OMAHA, Neb. -- Three Bellevue teens are working hard to restart a composting program at their school after it was suspended in 2020 due to the Covid-19 pandemic.

The Bellevue West Senior High School students say they want to help the Earth by bringing Project Revitalize back to school in 2022.

Project Revitalize is a composting program designed by FBLA students at Bellevue West to turn food scraps into renewable energy and natural fertilizer for healthy soil. The project started at the high school in the winter of 2019, and within the first week, the high school diverted 56% of its waste from landfills.

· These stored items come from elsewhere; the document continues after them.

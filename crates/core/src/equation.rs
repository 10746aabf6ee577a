//! Einsum equation parsing and build-time shape inference.
//!
//! A layer equation has one of three shapes:
//!
//! | Grammar | Example |
//! |---------|---------|
//! | no ellipsis | `ab,bc->ac` |
//! | ellipsis on the left | `...ab,bc->...ac` |
//! | ellipsis on the right | `ab...,bc->ac...` |
//!
//! The ellipsis stands for a run of unlabeled, batch-like axes. It must
//! appear on the same side of the input and output specs and never in the
//! weight spec.

use std::fmt;
use std::str::FromStr;

use qdense_common::{QDenseError, Result};

const ELLIPSIS: &str = "...";

/// Where the elided axes sit.
#[derive(Debug, Clone, Copy, PartialEq, Eq)]
pub enum EllipsisSide {
    NoEllipsis,
    EllipsisLeft,
    EllipsisRight,
}

/// An equation split into its three label specs, ellipsis removed.
#[derive(Debug, Clone, PartialEq, Eq)]
pub struct ParsedEquation {
    pub input_spec: String,
    pub weight_spec: String,
    pub output_spec: String,
    pub ellipsis: EllipsisSide,
}

/// Label specs with elided axes replaced by fresh labels.
#[derive(Debug, Clone, PartialEq, Eq)]
pub struct ExpandedEquation {
    pub input_spec: String,
    pub weight_spec: String,
    pub output_spec: String,
}

impl ExpandedEquation {
    /// The plain contraction `input,weight->output`.
    pub fn contraction(&self) -> String {
        format!(
            "{},{}->{}",
            self.input_spec, self.weight_spec, self.output_spec
        )
    }
}

impl ParsedEquation {
    pub fn parse(equation: &str) -> Result<Self> {
        let invalid = || {
            QDenseError::equation(
                equation,
                "equations must be in the form [X],[Y]->[Z], ...[X],[Y]->...[Z], or [X]...,[Y]->[Z]...",
            )
        };

        let (operands, output) = equation.split_once("->").ok_or_else(invalid)?;
        let (input, weight) = operands.split_once(',').ok_or_else(invalid)?;
        if output.contains("->") || weight.contains(',') {
            return Err(invalid());
        }

        let (ellipsis, input_spec, output_spec) = match (
            input.strip_prefix(ELLIPSIS),
            output.strip_prefix(ELLIPSIS),
            input.strip_suffix(ELLIPSIS),
            output.strip_suffix(ELLIPSIS),
        ) {
            (Some(i), Some(o), _, _) => (EllipsisSide::EllipsisLeft, i, o),
            (None, None, Some(i), Some(o)) => {
                // The right-elided form needs at least two explicit input labels.
                if i.len() < 2 {
                    return Err(invalid());
                }
                (EllipsisSide::EllipsisRight, i, o)
            }
            (None, None, None, None) => (EllipsisSide::NoEllipsis, input, output),
            _ => return Err(invalid()),
        };

        for spec in [input_spec, weight, output_spec] {
            if spec.is_empty() || !spec.chars().all(|c| c.is_ascii_alphabetic()) {
                return Err(invalid());
            }
            let mut seen = String::new();
            for c in spec.chars() {
                if seen.contains(c) {
                    return Err(QDenseError::equation(
                        equation,
                        format!("label '{c}' repeated within '{spec}'"),
                    ));
                }
                seen.push(c);
            }
        }

        if let Some(dim) = output_spec
            .chars()
            .find(|&c| !input_spec.contains(c) && !weight.contains(c))
        {
            return Err(QDenseError::equation(
                equation,
                format!(
                    "dimension '{dim}' was specified in the output '{output_spec}' but has no \
                     corresponding dim in the input spec '{input_spec}' or weight spec '{weight}'"
                ),
            ));
        }

        Ok(Self {
            input_spec: input_spec.to_string(),
            weight_spec: weight.to_string(),
            output_spec: output_spec.to_string(),
            ellipsis,
        })
    }

    /// Number of elided axes for an input of rank `input_rank`.
    pub fn elided(&self, input_rank: usize) -> Result<usize> {
        let explicit = self.input_spec.len();
        match self.ellipsis {
            EllipsisSide::NoEllipsis if input_rank != explicit => {
                Err(QDenseError::ShapeMismatch(format!(
                    "equation '{self}' expects an input of rank {explicit}, got rank {input_rank}"
                )))
            }
            EllipsisSide::NoEllipsis => Ok(0),
            _ if input_rank < explicit => Err(QDenseError::ShapeMismatch(format!(
                "equation '{self}' expects an input of rank >= {explicit}, got rank {input_rank}"
            ))),
            _ => Ok(input_rank - explicit),
        }
    }

    /// Replace the ellipsis with fresh labels so every axis is named.
    ///
    /// Padding labels come, in sorted order, from the ASCII letters used
    /// nowhere in the equation.
    pub fn expand(&self, input_rank: usize) -> Result<ExpandedEquation> {
        let elided = self.elided(input_rank)?;
        let unused: Vec<char> = ('A'..='Z')
            .chain('a'..='z')
            .filter(|&c| {
                !self.input_spec.contains(c)
                    && !self.weight_spec.contains(c)
                    && !self.output_spec.contains(c)
            })
            .collect();
        if elided > unused.len() {
            return Err(QDenseError::equation(
                &self.to_string(),
                format!("{elided} elided axes but only {} free labels", unused.len()),
            ));
        }
        let pad: String = unused[..elided].iter().collect();
        let (input_spec, output_spec) = match self.ellipsis {
            EllipsisSide::NoEllipsis => (self.input_spec.clone(), self.output_spec.clone()),
            EllipsisSide::EllipsisLeft => (
                format!("{pad}{}", self.input_spec),
                format!("{pad}{}", self.output_spec),
            ),
            EllipsisSide::EllipsisRight => (
                format!("{}{pad}", self.input_spec),
                format!("{}{pad}", self.output_spec),
            ),
        };
        Ok(ExpandedEquation {
            input_spec,
            weight_spec: self.weight_spec.clone(),
            output_spec,
        })
    }
}

impl FromStr for ParsedEquation {
    type Err = QDenseError;

    fn from_str(s: &str) -> Result<Self> {
        Self::parse(s)
    }
}

impl fmt::Display for ParsedEquation {
    fn fmt(&self, f: &mut fmt::Formatter<'_>) -> fmt::Result {
        let (pre, post) = match self.ellipsis {
            EllipsisSide::NoEllipsis => ("", ""),
            EllipsisSide::EllipsisLeft => (ELLIPSIS, ""),
            EllipsisSide::EllipsisRight => ("", ELLIPSIS),
        };
        write!(
            f,
            "{pre}{}{post},{}->{pre}{}{post}",
            self.input_spec, self.weight_spec, self.output_spec
        )
    }
}

// ── Shape inference ─────────────────────────────────────────────────────────

/// Shapes resolved at build time.
#[derive(Debug, Clone, PartialEq, Eq)]
pub struct EinsumShapes {
    pub kernel_shape: Vec<usize>,
    pub bias_shape: Option<Vec<usize>>,
    /// Full output shape including batch and elided axes.
    pub output_shape: Vec<Option<usize>>,
}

Additionally, composting reduces greenhouse gas emissions. In landfills, organic materials, like food scraps are broken down by bacteria to produce methane. Methane, a potent greenhouse gas, is shown to have a warming potential of 21 times that of carbon dioxide.

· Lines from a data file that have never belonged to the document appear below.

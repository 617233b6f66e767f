//! Error and retry-policy types for the lifecycle domain.
//!
//! [`LifecycleError`] is the taxonomy the driver reports. Collaborators (issue
//! sources, resolvers, the GitHub client) report [`CollaboratorError`], which the
//! driver wraps with the identity of the issue or repository it was working on.
//!
//! [`RetryPolicy`] is a cross-cutting concern: the throttled API client asks a
//! [`CollaboratorError`] whether it may retry. Nothing in this crate retries.

use std::time::Duration;

use serde::{Deserialize, Serialize};
use thiserror::Error;

use crate::{IssueRef, RepositoryId, Timestamp};

// ---------------------------------------------------------------------------
// Retry semantics
// ---------------------------------------------------------------------------

/// Whether an error condition is safe to retry and, if so, after what delay.
#[derive(Debug, Clone, PartialEq, Serialize, Deserialize)]
pub enum RetryPolicy {
    /// The operation may be retried once `after` has elapsed.
    Retryable { after: Duration },
    /// The operation must not be retried.
    NonRetryable,
}

// ---------------------------------------------------------------------------
// Parsing errors
// ---------------------------------------------------------------------------

/// A malformed repository or issue reference.
#[derive(Debug, Clone, PartialEq, Eq, Error)]
pub enum IdentifierError {
    #[error("Invalid repository name '{0}', needs to be in the form org/repo")]
    InvalidRepository(String),

    #[error("Invalid issue reference '{0}', needs to be in the form org/repo#number")]
    InvalidIssue(String),
}

/// A malformed delay string in a policy record.
#[derive(Debug, Clone, PartialEq, Eq, Error)]
pub enum DelayParseError {
    #[error("Delay must not be empty")]
    Empty,

    #[error("Delay '{input}' has unknown unit '{unit}' (expected d, h, m or s)")]
    UnknownUnit { input: String, unit: char },

    #[error("Delay '{0}' has a unit with no value in front of it")]
    MissingValue(String),

    #[error("Delay '{0}' ends with a number that has no unit")]
    MissingUnit(String),

    #[error("Delay '{0}' is too large")]
    TooLarge(String),
}

/// A policy configuration that cannot be loaded.
///
/// Produced at load time; the manager never starts with an invalid policy.
#[derive(Debug, Clone, PartialEq, Eq, Error)]
pub enum PolicyError {
    #[error("Repository {0} is listed more than once")]
    DuplicateRepository(RepositoryId),

    #[error("Can't have multiple lifecycle records matching the repo {0}")]
    MultipleRecords(RepositoryId),

    #[error("Lifecycle record names repo {0}, which is not a configured repository")]
    UnknownRepository(RepositoryId),

    #[error("Lifecycle override at position {0} does not name any repository")]
    EmptyOverride(usize),
}

// ---------------------------------------------------------------------------
// Collaborator errors
// ---------------------------------------------------------------------------

/// A failure reported by an external collaborator behind one of the ports.
#[derive(Debug, Clone, Error)]
pub enum CollaboratorError {
    /// The call did not finish within the caller's deadline.
    #[error("Timed out after {0:?}")]
    Timeout(Duration),

    /// The API rate limit is exhausted until `reset`.
    #[error("Rate limit exhausted until {reset}")]
    RateLimited { reset: Timestamp },

    /// The API answered with a non-success status.
    #[error("API error {status}: {message}")]
    Api { status: u16, message: String },

    /// The request never produced a response (DNS, TLS, connection reset).
    #[error("Transport error: {0}")]
    Transport(String),

    /// The response body could not be decoded.
    #[error("Unable to decode response: {0}")]
    Decode(String),
}

impl CollaboratorError {
    /// Classifies the failure for the throttled client.
    ///
    /// Only rate-limit exhaustion is retryable, after the time left until the
    /// reset. Everything else, server errors included, is final.
    pub fn retry_policy(&self, now: Timestamp) -> RetryPolicy {
        match self {
            CollaboratorError::RateLimited { reset } => RetryPolicy::Retryable {
                after: reset
                    .as_datetime()
                    .signed_duration_since(now.as_datetime())
                    .to_std()
                    .unwrap_or(Duration::ZERO),
            },
            CollaboratorError::Timeout(_)
            | CollaboratorError::Api { .. }
            | CollaboratorError::Transport(_)
            | CollaboratorError::Decode(_) => RetryPolicy::NonRetryable,
        }
    }
}

// ---------------------------------------------------------------------------
// Lifecycle errors
// ---------------------------------------------------------------------------

/// Errors surfaced by the lifecycle driver.
///
/// The engine itself cannot fail. Every variant here originates from a
/// collaborator or from configuration, and carries the identity of the issue
/// or repository being processed.
#[derive(Debug, Error)]
pub enum LifecycleError {
    /// No policy record covers the repository; it is skipped.
    #[error("No lifecycle policy configured for repo {repository}")]
    PolicyMissing { repository: RepositoryId },

    /// An activity or pipeline lookup failed; that issue is abandoned.
    #[error("Could not get {signal} for issue/PR {issue}: {source}")]
    SignalLookup {
        issue: IssueRef,
        signal: &'static str,
        #[source]
        source: CollaboratorError,
    },

    /// A GitHub mutation failed; it is re-derived on the next sweep.
    #[error("Unable to {action} on issue/PR {issue}: {source}")]
    ActionApply {
        issue: IssueRef,
        action: String,
        #[source]
        source: CollaboratorError,
    },

    /// The issues of a repository could not be enumerated.
    #[error("Unable to enumerate issues for repo {repository}: {source}")]
    Structural {
        repository: RepositoryId,
        #[source]
        source: CollaboratorError,
    },

    /// The issue does not exist (or is not visible to the bot).
    #[error("Issue/PR {0} not found")]
    IssueNotFound(IssueRef),
}
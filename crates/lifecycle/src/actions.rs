//! The engine's output: data-only actions and per-decision statistics.

use serde::{Deserialize, Serialize};

/// Trailing text that identifies comments written by the lifecycle manager.
///
/// Exactly one comment carrying this signature exists on an item at a time;
/// posting a new one replaces the old.
pub const BOT_SIGNATURE: &str = "\n\n_Created by the issue and PR lifecycle manager_.";

/// Which bot comment an action posts.
#[derive(Debug, Clone, Copy, PartialEq, Eq, Hash, Serialize, Deserialize)]
#[serde(rename_all = "snake_case")]
pub enum CommentKind {
    Staleness,
    Closing,
}

impl std::fmt::Display for CommentKind {
    fn fmt(&self, f: &mut std::fmt::Formatter<'_>) -> std::fmt::Result {
        match self {
            CommentKind::Staleness => write!(f, "staleness"),
            CommentKind::Closing => write!(f, "closing"),
        }
    }
}

/// One idempotent change to an issue or pull request.
#[derive(Debug, Clone, PartialEq, Eq, Serialize, Deserialize)]
#[serde(tag = "action", rename_all = "snake_case")]
pub enum Action {
    AddLabel { label: String },
    RemoveLabel { label: String },
    /// Create or replace the bot comment with `body` (signature not included).
    PostComment { kind: CommentKind, body: String },
    /// Delete the bot comment if one exists.
    RemoveComment,
    Close,
}

impl Action {
    pub fn add_label(label: impl Into<String>) -> Self {
        Action::AddLabel {
            label: label.into(),
        }
    }

    pub fn remove_label(label: impl Into<String>) -> Self {
        Action::RemoveLabel {
            label: label.into(),
        }
    }
}

impl std::fmt::Display for Action {
    fn fmt(&self, f: &mut std::fmt::Formatter<'_>) -> std::fmt::Result {
        match self {
            Action::AddLabel { label } => write!(f, "add the `{label}` label"),
            Action::RemoveLabel { label } => write!(f, "remove the `{label}` label"),
            Action::PostComment { kind, .. } => write!(f, "add {kind} comment"),
            Action::RemoveComment => write!(f, "remove comment"),
            Action::Close => write!(f, "close"),
        }
    }
}

/// Counts of lifecycle transitions, summed per repository for the sweep log.
///
/// Has no effect on what gets applied.
#[derive(Debug, Clone, Copy, Default, PartialEq, Eq, Serialize, Deserialize)]
pub struct LifecycleStats {
    pub marked_stale: u32,
    pub closed: u32,
    pub marked_needs_triage: u32,
    pub marked_needs_escalation: u32,
}

impl LifecycleStats {
    pub fn is_empty(&self) -> bool {
        *self == Self::default()
    }
}

impl std::ops::AddAssign for LifecycleStats {
    fn add_assign(&mut self, rhs: Self) {
        self.marked_stale += rhs.marked_stale;
        self.closed += rhs.closed;
        self.marked_needs_triage += rhs.marked_needs_triage;
        self.marked_needs_escalation += rhs.marked_needs_escalation;
    }
}

impl std::fmt::Display for LifecycleStats {
    fn fmt(&self, f: &mut std::fmt::Formatter<'_>) -> std::fmt::Result {
        write!(
            f,
            "markedStale {}, closed {}, markedNeedsTriage {}, markedNeedsEscalation {}",
            self.marked_stale, self.closed, self.marked_needs_triage, self.marked_needs_escalation
        )
    }
}

/// Why an evaluation produced the actions it did.
///
/// Drivers log this; it never changes what gets applied.
#[derive(Debug, Clone, Default, PartialEq, Eq, Serialize, Deserialize)]
#[serde(tag = "disposition", rename_all = "snake_case")]
pub enum Disposition {
    /// Younger than the triage delay.
    TooNew,
    /// Carries the named ignore label.
    Ignored { label: String },
    /// Already closed; only label bookkeeping was considered.
    Closed,
    /// Waiting for a maintainer to triage it.
    NeedsTriage,
    /// Exempt from staleness handling.
    Staleproof,
    /// Due for closing.
    Closing,
    /// Past the stale delay.
    Stale,
    /// Recently active.
    #[default]
    Active,
}

/// Result of evaluating one issue: the ordered actions and the stats delta.
#[derive(Debug, Clone, Default, PartialEq, Eq, Serialize, Deserialize)]
pub struct Decision {
    pub actions: Vec<Action>,
    pub stats: LifecycleStats,
    pub disposition: Disposition,
}

impl Decision {
    pub fn is_empty(&self) -> bool {
        self.actions.is_empty()
    }
}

This program is entirely run by the students, so it is up to them to get the funding and the approval from their school to restart it.

Now students such as 17-year-old Carlee Rigatuso are working hard to get the funding and convince their school administrator to give them a green light.  

“We have proven that the project is successful at diverting more than half of our schools’ waste,” Rigatuso said. “Now we just need to get enough support to restart the project. This project is important to me because of the impact it did and could have.”

Rigatuso and the other students are working hard to get funding. She even spent a recent study hall period giving a Zoom presentation to local nonprofit Green Bellevue. The group was so impressed that it offered four months of funding through a partnership from the nonprofit and Northrop Grumman. 

Green Bellevue Board Member, Don Preister said the nonprofit was impressed by the take-charge leadership shown by the students. 

“Green Bellevue was blown away at the success this project had in diverting waste in 2019," Preister said. "This project is a model for all schools and what our community needs. Our youth are leading the way in sustainability to show us all how to lead cleaner, greener lives. ”

The Bellevue West FBLA members supply the supervision of this project. The students will oversee the composting at four different lunch periods each school day and they will collect data on the amount of waste diverted from the landfill. The students will hire Hillside Solutions to provide weekly pickup for the organic waste.

Now Rigatuso and her fellow students need to convince school administrators that it is time for the project to restart.

“Together, we are hoping to prove to our school administration this is a project worth investing in and is a necessary system to have in school," Rigatuso said. "Every school day that goes by without our composting program we are unnecessarily filling up landfills."